Report every line of the records that includes the word "UpdateVolumeDetails".
※ ※ ※
impl LifecycleResource for VolumeGroupBackup {
    const KNOWN_LIFECYCLE_STATES: &'static [&'static str] = VolumeGroupBackupLifecycleState::KNOWN;
    fn resource_id(&self) -> Option<&str> {
        self.id.as_deref()
    }
    fn lifecycle_state(&self) -> Option<&str> {
        self.lifecycle_state
            .as_ref()
            .map(VolumeGroupBackupLifecycleState::name)
    }
}

/// The request payload to create a [Volume].
///
/// A volume is created empty, or from a backup when
/// [source_volume_backup_id][CreateVolumeDetails::source_volume_backup_id] is
/// set.
#[serde_with::skip_serializing_none]
#[derive(Clone, Debug, Default, PartialEq, serde::Deserialize, serde::Serialize)]
#[serde(default, rename_all = "camelCase")]
#[non_exhaustive]
pub struct CreateVolumeDetails {
    pub compartment_id: String,
    pub availability_domain: String,
    pub display_name: Option<String>,
    #[serde(rename = "sizeInGBs")]
    pub size_in_gbs: Option<i64>,
    #[serde(rename = "vpusPerGB")]
    pub vpus_per_gb: Option<i64>,
    pub source_volume_backup_id: Option<String>,
    pub kms_key_id: Option<String>,
    #[serde(skip_serializing_if = "HashMap::is_empty")]
    pub freeform_tags: HashMap<String, String>,
}

impl CreateVolumeDetails {
    pub fn new() -> Self {
        Self::default()
    }

    /// Sets the value of [compartment_id][CreateVolumeDetails::compartment_id].
    pub fn set_compartment_id<T: Into<String>>(mut self, v: T) -> Self {
        self.compartment_id = v.into();
        self
    }

    /// Sets the value of [availability_domain][CreateVolumeDetails::availability_domain].
    pub fn set_availability_domain<T: Into<String>>(mut self, v: T) -> Self {
        self.availability_domain = v.into();
        self
    }

    /// Sets the value of [display_name][CreateVolumeDetails::display_name].
    pub fn set_display_name<T: Into<String>>(mut self, v: T) -> Self {
        self.display_name = Some(v.into());
        self
    }

    /// Sets the value of [size_in_gbs][CreateVolumeDetails::size_in_gbs].
    pub fn set_size_in_gbs(mut self, v: i64) -> Self {
        self.size_in_gbs = Some(v);
        self
    }

    /// Sets the value of [source_volume_backup_id][CreateVolumeDetails::source_volume_backup_id].
    pub fn set_source_volume_backup_id<T: Into<String>>(mut self, v: T) -> Self {
        self.source_volume_backup_id = Some(v.into());
        self
    }

    /// Sets the value of [freeform_tags][CreateVolumeDetails::freeform_tags].
    pub fn set_freeform_tags<T, K, V>(mut self, v: T) -> Self
    where
        T: IntoIterator<Item = (K, V)>,
        K: Into<String>,
        V: Into<String>,
    {
        self.freeform_tags = v.into_iter().map(|(k, v)| (k.into(), v.into())).collect();
        self
    }
}

/// The request payload to update a [Volume].
#[serde_with::skip_serializing_none]
#[derive(Clone, Debug, Default, PartialEq, serde::Deserialize, serde::Serialize)]
#[serde(default, rename_all = "camelCase")]
#[non_exhaustive]
pub struct UpdateVolumeDetails {
    pub display_name: Option<String>,
    /// The new size. Volumes can only grow.
    #[serde(rename = "sizeInGBs")]
    pub size_in_gbs: Option<i64>,
    #[serde(rename = "vpusPerGB")]
    pub vpus_per_gb: Option<i64>,
}

impl UpdateVolumeDetails {
    pub fn new() -> Self {
        Self::default()
    }

    /// Sets the value of [display_name][UpdateVolumeDetails::display_name].
    pub fn set_display_name<T: Into<String>>(mut self, v: T) -> Self {
        self.display_name = Some(v.into());
        self
    }

    /// Sets the value of [size_in_gbs][UpdateVolumeDetails::size_in_gbs].
    pub fn set_size_in_gbs(mut self, v: i64) -> Self {
        self.size_in_gbs = Some(v);
        self
    }

    /// Sets the value of [vpus_per_gb][UpdateVolumeDetails::vpus_per_gb].
    pub fn set_vpus_per_gb(mut self, v: i64) -> Self {
        self.vpus_per_gb = Some(v);
        self
    }
}

/// The request payload to create a [BootVolume].
///
/// Boot volumes are created from another boot volume or from a boot volume
/// backup.
#[serde_with::skip_serializing_none]
#[derive(Clone, Debug, Default, PartialEq, serde::Deserialize, serde::Serialize)]
#[serde(default, rename_all = "camelCase")]
#[non_exhaustive]
pub struct CreateBootVolumeDetails {
    pub compartment_id: String,
    pub availability_domain: String,
    pub display_name: Option<String>,
    #[serde(rename = "sizeInGBs")]
    pub size_in_gbs: Option<i64>,
    #[serde(rename = "vpusPerGB")]
    pub vpus_per_gb: Option<i64>,
    pub source_boot_volume_id: Option<String>,
    pub source_boot_volume_backup_id: Option<String>,
    pub kms_key_id: Option<String>,
}

impl CreateBootVolumeDetails {
    pub fn new() -> Self {
        Self::default()
    }

    /// Sets the value of [compartment_id][CreateBootVolumeDetails::compartment_id].
    pub fn set_compartment_id<T: Into<String>>(mut self, v: T) -> Self {
        self.compartment_id = v.into();
        self
    }

    /// Sets the value of [availability_domain][CreateBootVolumeDetails::availability_domain].
    pub fn set_availability_domain<T: Into<String>>(mut self, v: T) -> Self {
        self.availability_domain = v.into();
        self
    }

    /// Sets the value of [display_name][CreateBootVolumeDetails::display_name].
    pub fn set_display_name<T: Into<String>>(mut self, v: T) -> Self {
        self.display_name = Some(v.into());
        self
    }

    /// Sets the value of [source_boot_volume_id][CreateBootVolumeDetails::source_boot_volume_id].
    pub fn set_source_boot_volume_id<T: Into<String>>(mut self, v: T) -> Self {
        self.source_boot_volume_id = Some(v.into());
        self
    }

    /// Sets the value of [source_boot_volume_backup_id][CreateBootVolumeDetails::source_boot_volume_backup_id].
    pub fn set_source_boot_volume_backup_id<T: Into<String>>(mut self, v: T) -> Self {
        self.source_boot_volume_backup_id = Some(v.into());
        self
    }
}

/// The request payload to update a [BootVolume].
#[serde_with::skip_serializing_none]
#[derive(Clone, Debug, Default, PartialEq, serde::Deserialize, serde::Serialize)]
#[serde(default, rename_all = "camelCase")]
#[non_exhaustive]
pub struct UpdateBootVolumeDetails {
    pub display_name: Option<String>,
    #[serde(rename = "sizeInGBs")]
    pub size_in_gbs: Option<i64>,
    #[serde(rename = "vpusPerGB")]
    pub vpus_per_gb: Option<i64>,
}

impl UpdateBootVolumeDetails {
    pub fn new() -> Self {
        Self::default()
    }

    /// Sets the value of [display_name][UpdateBootVolumeDetails::display_name].
    pub fn set_display_name<T: Into<String>>(mut self, v: T) -> Self {
        self.display_name = Some(v.into());
        self
    }

    /// Sets the value of [size_in_gbs][UpdateBootVolumeDetails::size_in_gbs].
    pub fn set_size_in_gbs(mut self, v: i64) -> Self {
        self.size_in_gbs = Some(v);
        self
    }
}

/// The request payload to create a [VolumeGroup].
#[serde_with::skip_serializing_none]
#[derive(Clone, Debug, Default, PartialEq, serde::Deserialize, serde::Serialize)]
#[serde(default, rename_all = "camelCase")]
#[non_exhaustive]
pub struct CreateVolumeGroupDetails {
    pub compartment_id: String,
    pub availability_domain: String,
    pub display_name: Option<String>,
    /// The volumes and boot volumes to include in the group.
    pub volume_ids: Vec<String>,
}

impl CreateVolumeGroupDetails {
    pub fn new() -> Self {
        Self::default()
    }

    /// Sets the value of [compartment_id][CreateVolumeGroupDetails::compartment_id].
    pub fn set_compartment_id<T: Into<String>>(mut self, v: T) -> Self {
        self.compartment_id = v.into();
        self
    }

    /// Sets the value of [availability_domain][CreateVolumeGroupDetails::availability_domain].
    pub fn set_availability_domain<T: Into<String>>(mut self, v: T) -> Self {
        self.availability_domain = v.into();
        self
    }

    /// Sets the value of [display_name][CreateVolumeGroupDetails::display_name].
    pub fn set_display_name<T: Into<String>>(mut self, v: T) -> Self {
        self.display_name = Some(v.into());
        self
    }

    /// Sets the value of [volume_ids][CreateVolumeGroupDetails::volume_ids].
    pub fn set_volume_ids<T, V>(mut self, v: T) -> Self
    where
        T: IntoIterator<Item = V>,
        V: Into<String>,
    {
        self.volume_ids = v.into_iter().map(|i| i.into()).collect();
        self
    }
}

/// The request payload to update a [VolumeGroup].
///
/// Setting [volume_ids][UpdateVolumeGroupDetails::volume_ids] replaces the
/// group membership.
#[serde_with::skip_serializing_none]
#[derive(Clone, Debug, Default, PartialEq, serde::Deserialize, serde::Serialize)]
#[serde(default, rename_all = "camelCase")]
#[non_exhaustive]
pub struct UpdateVolumeGroupDetails {
    pub display_name: Option<String>,
    pub volume_ids: Option<Vec<String>>,
}

impl UpdateVolumeGroupDetails {
    pub fn new() -> Self {
        Self::default()
    }

    /// Sets the value of [display_name][UpdateVolumeGroupDetails::display_name].
    pub fn set_display_name<T: Into<String>>(mut self, v: T) -> Self {
        self.display_name = Some(v.into());
        self
    }

    /// Sets the value of [volume_ids][UpdateVolumeGroupDetails::volume_ids].
    pub fn set_volume_ids<T, V>(mut self, v: T) -> Self
    where
        T: IntoIterator<Item = V>,
        V: Into<String>,
    {
        self.volume_ids = Some(v.into_iter().map(|i| i.into()).collect());
        self
    }
}

/// The request payload to create a [VolumeBackup].
#[serde_with::skip_serializing_none]
#[derive(Clone, Debug, Default, PartialEq, serde::Deserialize, serde::Serialize)]
#[serde(default, rename_all = "camelCase")]
#[non_exhaustive]
pub struct CreateVolumeBackupDetails {
    /// The volume to back up.
    pub volume_id: String,
    pub display_name: Option<String>,
    #[serde(rename = "type")]
    pub backup_type: Option<BackupType>,
    pub kms_key_id: Option<String>,
}

impl CreateVolumeBackupDetails {
    pub fn new() -> Self {
        Self::default()
    }

    /// Sets the value of [volume_id][CreateVolumeBackupDetails::volume_id].
    pub fn set_volume_id<T: Into<String>>(mut self, v: T) -> Self {
        self.volume_id = v.into();
        self
    }

    /// Sets the value of [display_name][CreateVolumeBackupDetails::display_name].
    pub fn set_display_name<T: Into<String>>(mut self, v: T) -> Self {
        self.display_name = Some(v.into());
        self
    }

    /// Sets the value of [backup_type][CreateVolumeBackupDetails::backup_type].
    pub fn set_backup_type<T: Into<BackupType>>(mut self, v: T) -> Self {
        self.backup_type = Some(v.into());
        self
    }
}

/// The request payload to create a [BootVolumeBackup].
#[serde_with::skip_serializing_none]
#[derive(Clone, Debug, Default, PartialEq, serde::Deserialize, serde::Serialize)]
#[serde(default, rename_all = "camelCase")]
#[non_exhaustive]
pub struct CreateBootVolumeBackupDetails {
    /// The boot volume to back up.
    pub boot_volume_id: String,
    pub display_name: Option<String>,
    #[serde(rename = "type")]
    pub backup_type: Option<BackupType>,
    pub kms_key_id: Option<String>,
}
※ ※ ※
- [EXERCISE RESPONSE]
pub struct UpdateVolumeDetails {
impl UpdateVolumeDetails {
    /// Sets the value of [display_name][UpdateVolumeDetails::display_name].
    /// Sets the value of [size_in_gbs][UpdateVolumeDetails::size_in_gbs].
    /// Sets the value of [vpus_per_gb][UpdateVolumeDetails::vpus_per_gb].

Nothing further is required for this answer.